As a result of the oil price hedging in place for all of 2015, and the mitigating impact of a lower Canadian dollar on realized oil and natural gas prices, Manitok is well insulated to the volatility of commodity prices in late 2014 and 2015. Manitok had 1,800 bbls/d of oil hedged in the fourth quarter of 2014 at CDN$97.48 WTI that represents about 100% of fourth quarter oil production net of royalties. Manitok has 1,500 bbls/d of oil hedged for the remainder of 2015 at CDN$93.67 WTI oil, which represents about 80% of anticipated 2015 oil production net of royalties. The oil price hedges in place for 2014 and 2015 have mitigated a large portion of the recent oil price weakness in the fourth quarter and anticipated weakness in 2015. The level of hedging combined with the anticipated added production from Manitok’s successful drilling results over the last two quarters, will allow Manitok to execute its plan to reduce its debt over the first half of 2015 with relatively low risk while waiting on production results to determine the level of capital spending in the second half of 2015.
Manitok is a public oil and gas exploration and development company focusing on conventional oil and gas reservoirs in the Canadian foothills and southeast Alberta. The Corporation will utilize its experience to develop the untapped conventional oil and liquids-rich natural gas pools in both the foothills and southeast Alberta areas of the Western Canadian Sedimentary Basin.
For further information view our website at www.manitokenergy.com.
This press release contains forward-looking statements. More particularly, this press release contains statements concerning the Corporation’s planned strategy in terms of hedging, expected production volumes, planned capital expenditures and source(s) of funding, the intention to drill and complete future wells, planned exploration and development activities, the development and growth potential of Manitok’s properties, the timing of certain wells being placed on production and optimization of recent wells placed on production, the timing of tie-in of certain satellite(s) to a third party processing facility, the anticipated reduction of Manitok’s debt over the first half of 2015, the timing of incurring certain anticipated capital required for Manitok’s battery facility and the anticipated timing of reaching an alternative solution(s) in order to extract greater amount of condensate at the Corporation’s main battery and the timing of finishing the Corporation’s work with a third party operator to increase its liquids handling capability at its gas plant.
While the Corporation anticipates remaining disciplined with its 2015 capital program, readers are cautioned that the Corporation may make adjustments to its 2015 capital program, depending on business conditions and commodity prices throughout the fiscal year. Actual spending may vary due to a variety of factors, including changes to certain key expectations and assumptions set out below.

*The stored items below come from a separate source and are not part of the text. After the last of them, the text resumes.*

//! Indexed triangle mesh in rendering space.

use glam::Vec3;

/// Triangle index storage, sized to the vertex count.
#[derive(Clone, Debug, PartialEq, Eq)]
pub enum IndexBuffer {
    /// 16-bit indices, used whenever every vertex is addressable by a `u16`.
    U16(Vec<u16>),
    /// 32-bit indices for larger meshes.
    U32(Vec<u32>),
}

impl IndexBuffer {
    /// Pick the narrowest index width able to address `vertex_count` vertices.
    pub fn for_vertex_count(indices: Vec<u32>, vertex_count: usize) -> Self {
        if vertex_count <= u16::MAX as usize {
            IndexBuffer::U16(indices.into_iter().map(|i| i as u16).collect())
        } else {
            IndexBuffer::U32(indices)
        }
    }

    /// Number of indices.
    pub fn len(&self) -> usize {
        match self {
            IndexBuffer::U16(v) => v.len(),
            IndexBuffer::U32(v) => v.len(),
        }
    }

    /// Returns `true` if there are no indices.
    pub fn is_empty(&self) -> bool {
        self.len() == 0
    }

    /// Index at position `i`, widened to `u32`.
    ///
    /// # Panics
    ///
    /// Panics if `i` is out of bounds.
    pub fn get(&self, i: usize) -> u32 {
        match self {
            IndexBuffer::U16(v) => u32::from(v[i]),
            IndexBuffer::U32(v) => v[i],
        }
    }

    /// Size of one index in bytes.
    pub fn stride_bytes(&self) -> usize {
        match self {
            IndexBuffer::U16(_) => 2,
            IndexBuffer::U32(_) => 4,
        }
    }

    /// Raw index bytes for upload (zero-copy).
    pub fn as_bytes(&self) -> &[u8] {
        match self {
            IndexBuffer::U16(v) => bytemuck::cast_slice(v),
            IndexBuffer::U32(v) => bytemuck::cast_slice(v),
        }
    }
}

/// A terrain mesh: positions in rendering units and a triangle list.
#[derive(Clone, Debug, PartialEq)]
pub struct TerrainMesh {
    pub positions: Vec<[f32; 3]>,
    pub indices: IndexBuffer,
}

impl TerrainMesh {
    /// A mesh with no geometry.
    pub fn empty() -> Self {
        Self {
            positions: Vec::new(),
            indices: IndexBuffer::U16(Vec::new()),
        }
    }

    pub fn is_empty(&self) -> bool {
        self.indices.is_empty()
    }

    pub fn vertex_count(&self) -> usize {
        self.positions.len()
    }

    pub fn triangle_count(&self) -> usize {
        self.indices.len() / 3
    }

    /// Vertex position as a vector.
    pub fn position(&self, index: u32) -> Vec3 {
        Vec3::from_array(self.positions[index as usize])
    }

    /// Corner positions of triangle `t`, in winding order.
    pub fn triangle(&self, t: usize) -> [Vec3; 3] {
        let base = t * 3;
        [
            self.position(self.indices.get(base)),
            self.position(self.indices.get(base + 1)),
            self.position(self.indices.get(base + 2)),
        ]
    }

    /// Iterate over all triangles.
    pub fn triangles(&self) -> impl Iterator<Item = [Vec3; 3]> + '_ {
        (0..self.triangle_count()).map(|t| self.triangle(t))
    }

    /// Axis-aligned bounds of all positions, or `None` for an empty mesh.
    pub fn bounds(&self) -> Option<(Vec3, Vec3)> {
        let mut iter = self.positions.iter().map(|p| Vec3::from_array(*p));
        let first = iter.next()?;
        Some(iter.fold((first, first), |(min, max), p| (min.min(p), max.max(p))))
    }

    /// Returns `true` if every index addresses an existing vertex.
    pub fn indices_in_range(&self) -> bool {
        (0..self.indices.len()).all(|i| (self.indices.get(i) as usize) < self.positions.len())
    }

    /// Position data as a byte slice for GPU upload (zero-copy).
    pub fn position_bytes(&self) -> &[u8] {
        bytemuck::cast_slice(&self.positions)
    }

    /// Index data as a byte slice for GPU upload (zero-copy).
    pub fn index_bytes(&self) -> &[u8] {
        self.indices.as_bytes()
    }
}

impl Default for TerrainMesh {
    fn default() -> Self {
        Self::empty()
    }
}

The forward-looking statements in this press release are based on certain key expectations and assumptions made by Manitok, including expectations and assumptions concerning the success of future drilling and development activities, the performance of existing wells, the performance of new wells, the successful application of technology, prevailing weather conditions, commodity prices, royalty regimes and exchange rates and the availability of capital, labour and services.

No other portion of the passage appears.